Stored items:
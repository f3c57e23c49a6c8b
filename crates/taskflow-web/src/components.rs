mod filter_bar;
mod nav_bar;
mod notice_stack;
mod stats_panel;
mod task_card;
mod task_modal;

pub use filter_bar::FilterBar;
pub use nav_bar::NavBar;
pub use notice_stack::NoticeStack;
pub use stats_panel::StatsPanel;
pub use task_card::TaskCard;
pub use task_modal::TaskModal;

◆ What is being asked
Your answer should be the data above, retyped in full and unaltered.

◆ Exercise response
repository f3c57e23c49a6c8b
filename crates/taskflow-web/src/components.rs
mod filter_bar;
mod nav_bar;
mod notice_stack;
mod stats_panel;
mod task_card;
mod task_modal;

pub use filter_bar::FilterBar;
pub use nav_bar::NavBar;
pub use notice_stack::NoticeStack;
pub use stats_panel::StatsPanel;
pub use task_card::TaskCard;
pub use task_modal::TaskModal;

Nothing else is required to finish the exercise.